At this time of year, as Rose-Hulman first year students arrive and begin orientation, I always like to take a look at the Beloit College Mindset List, an inventory of the Class of 2017. Every year the list makes its rounds among college faculty who realize once again that there is a large gulf between the old professors and the new students.
Here are the top ten on the list:
1. Eminem and LL Cool J could show up at parents’ weekend.
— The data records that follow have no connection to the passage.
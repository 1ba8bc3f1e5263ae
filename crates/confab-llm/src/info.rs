//! Static model metadata.

use serde::{Deserialize, Serialize};

#[derive(Debug, Clone, Copy, PartialEq, Eq, Serialize, Deserialize)]
#[serde(rename_all = "lowercase")]
pub enum ModelStatus {
    Experimental,
    Legacy,
    Stable,
}

/// How the model carries reasoning across turns.
///
/// - `anthropic` uses signed `thinking` blocks.
/// - `deepseek` expects `<think>` inline in request text.
/// - `gemini` uses `thinkingConfig` and `thoughtSignature`.
/// - `gpt-oss` prepends plain reasoning text.
/// - `hidden` never returns reasoning.
#[derive(Debug, Clone, Copy, PartialEq, Eq, Serialize, Deserialize)]
#[serde(rename_all = "kebab-case")]
pub enum ThinkMode {
    Anthropic,
    Deepseek,
    Gemini,
    GptOss,
    Hidden,
}

impl ThinkMode {
    /// Proprietary modes rely on thought signatures, so histories cannot move
    /// across them.
    pub fn is_proprietary(&self) -> bool {
        matches!(self, ThinkMode::Anthropic | ThinkMode::Gemini)
    }
}

/// How native tool calls and results are rendered in the request.
#[derive(Debug, Clone, Copy, PartialEq, Eq, Serialize, Deserialize)]
#[serde(rename_all = "lowercase")]
pub enum ToolsMode {
    Gemini,
    Openai,
}

#[derive(Debug, Clone, Copy, PartialEq, Eq, Serialize, Deserialize)]
#[serde(rename_all = "lowercase")]
pub enum ReasoningEffort {
    Low,
    Medium,
    High,
}

/// Which wire dialect drives the model.
#[derive(Debug, Clone, Copy, PartialEq, Eq, Serialize, Deserialize)]
#[serde(rename_all = "lowercase")]
pub enum Dialect {
    Openai,
    Anthropic,
    Gemini,
}

#[derive(Debug, Clone, PartialEq, Serialize, Deserialize)]
pub struct ModelInfo {
    pub name: String,
    pub status: ModelStatus,
    pub description: String,

    /// Wire dialect used to drive the model.
    pub dialect: Dialect,
    /// Vendor-side model identifier.
    pub native_name: String,
    pub knowledge_cutoff: Option<String>,
    /// Mime types the model accepts as inline media.
    #[serde(default)]
    pub supports_media: Vec<String>,
    #[serde(default)]
    pub supports_stop: bool,
    #[serde(default = "default_true")]
    pub supports_stream: bool,
    pub supports_think: Option<ThinkMode>,
    pub supports_tools: Option<ToolsMode>,

    pub limit_tokens_total: u32,
    pub limit_tokens_response: u32,
    /// Window under which history renders in full fidelity; older runs fall
    /// back to the legacy rendering.
    pub limit_tokens_recent: Option<u32>,
    #[serde(default)]
    pub limit_media: u32,

    pub reasoning_effort: Option<ReasoningEffort>,
}

fn default_true() -> bool {
    true
}

impl ModelInfo {
    /// Token budget available to the request history; beyond it, the oldest
    /// runs are dropped or the request fails.
    pub fn limit_tokens_request(&self) -> u32 {
        self.limit_tokens_total - self.limit_tokens_response
    }
}
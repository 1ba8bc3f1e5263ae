use chrono::{DateTime, Utc};
use serde::{Deserialize, Serialize};
use serde_json::{Map, Value};

use confab_core::{BotId, MessageId, ProcessId, ProcessName, ThreadUri, UserId};
use confab_process::ProcessResult;

/// Lightweight metadata about a thread. Does NOT contain messages.
#[derive(Debug, Clone, PartialEq, Serialize, Deserialize)]
pub struct ThreadInfo {
    pub uri: ThreadUri,
    pub created_at: DateTime<Utc>,
    pub updated_at: DateTime<Utc>,
    pub message_count: u32,
}

impl ThreadInfo {
    pub fn new(uri: ThreadUri) -> Self {
        let now = Utc::now();
        Self {
            uri,
            created_at: now,
            updated_at: now,
            message_count: 0,
        }
    }

    /// Bump `updated_at` and the message count.
    pub fn touch(&mut self) {
        self.updated_at = Utc::now();
        self.message_count += 1;
    }
}

/// One piece of a bot reply: prose or a tool invocation.
#[derive(Debug, Clone, PartialEq, Serialize, Deserialize)]
#[serde(tag = "kind", rename_all = "lowercase")]
pub enum BotMessagePart {
    Text {
        #[serde(default, skip_serializing_if = "Option::is_none")]
        think: Option<String>,
        text: String,
    },
    Tool {
        process_id: ProcessId,
        name: ProcessName,
        arguments: Map<String, Value>,
        #[serde(default, skip_serializing_if = "Option::is_none")]
        result: Option<ProcessResult>,
    },
}

/// A message in a thread, tagged by sender role.
#[derive(Debug, Clone, PartialEq, Serialize, Deserialize)]
#[serde(tag = "role", rename_all = "lowercase")]
pub enum ThreadMessage {
    User {
        timestamp: DateTime<Utc>,
        message_id: MessageId,
        sender: UserId,
        content: String,
    },
    Bot {
        timestamp: DateTime<Utc>,
        message_id: MessageId,
        sender: BotId,
        content: Vec<BotMessagePart>,
    },
}

impl ThreadMessage {
    pub fn user(sender: UserId, content: impl Into<String>) -> Self {
        ThreadMessage::User {
            timestamp: Utc::now(),
            message_id: MessageId::generate(),
            sender,
            content: content.into(),
        }
    }

    pub fn bot(sender: BotId, content: Vec<BotMessagePart>) -> Self {
        ThreadMessage::Bot {
            timestamp: Utc::now(),
            message_id: MessageId::generate(),
            sender,
            content,
        }
    }

    pub fn timestamp(&self) -> DateTime<Utc> {
        match self {
            ThreadMessage::User { timestamp, .. } | ThreadMessage::Bot { timestamp, .. } => {
                *timestamp
            }
        }
    }

    pub fn message_id(&self) -> &MessageId {
        match self {
            ThreadMessage::User { message_id, .. } | ThreadMessage::Bot { message_id, .. } => {
                message_id
            }
        }
    }
}

#[cfg(test)]
mod tests {
    use super::*;

    #[test]
    fn messages_tag_by_role() {
        let message = ThreadMessage::user(UserId::generate(), "hello");
        let json = serde_json::to_value(&message).unwrap();
        assert_eq!(json["role"], "user");
        assert_eq!(json["content"], "hello");

        let parsed: ThreadMessage = serde_json::from_value(json).unwrap();
        assert_eq!(parsed, message);
    }

    #[test]
    fn touch_increments_and_bumps() {
        let uri: ThreadUri = "nkt://internal/default-unit-test/thread-9e7xc0000123456789abcdef"
            .parse()
            .unwrap();
        let mut info = ThreadInfo::new(uri);
        let before = info.updated_at;
        std::thread::sleep(std::time::Duration::from_millis(5));
        info.touch();
        assert_eq!(info.message_count, 1);
        assert!(info.updated_at > before);
    }
}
2. They are the sharing generation, having shown tendencies to share everything, including possessions, no matter how personal.
3. GM means food that is Genetically Modified.
4. As they started to crawl, so did the news across the bottom of the television screen.
5. “Dude” has never had a negative tone.
6. As their parents held them as infants, they may have wondered whether it was the baby or Windows 95 that had them more excited.
7. As kids they may well have seen Chicken Run but probably never got chicken pox.
8. Having a chat has seldom involved talking.
9. Gaga has never been baby talk.
10. They could always get rid of their outdated toys on eBay.
Two items on the list grabbed my attention this year: sharing and chatting. These have direct implications for me as I help students develop their communication skills. Students who have shared their entire lives may be less prepared to do their own written work, preferring instead to work collaboratively on assignments but to the detriment of their own skills and abilities. They also believe that conversation is conveyed with icons and fragments of texts, rather than directly between two people who can gauge the impact of their words through each other’s responses (both verbal and non-verbal). The solution, to my mind, is not to surrender to their preferences but to push beyond them. I figure there is an engineering manager who will eventually hire one of my students, and she will, I hope, be grateful that I did.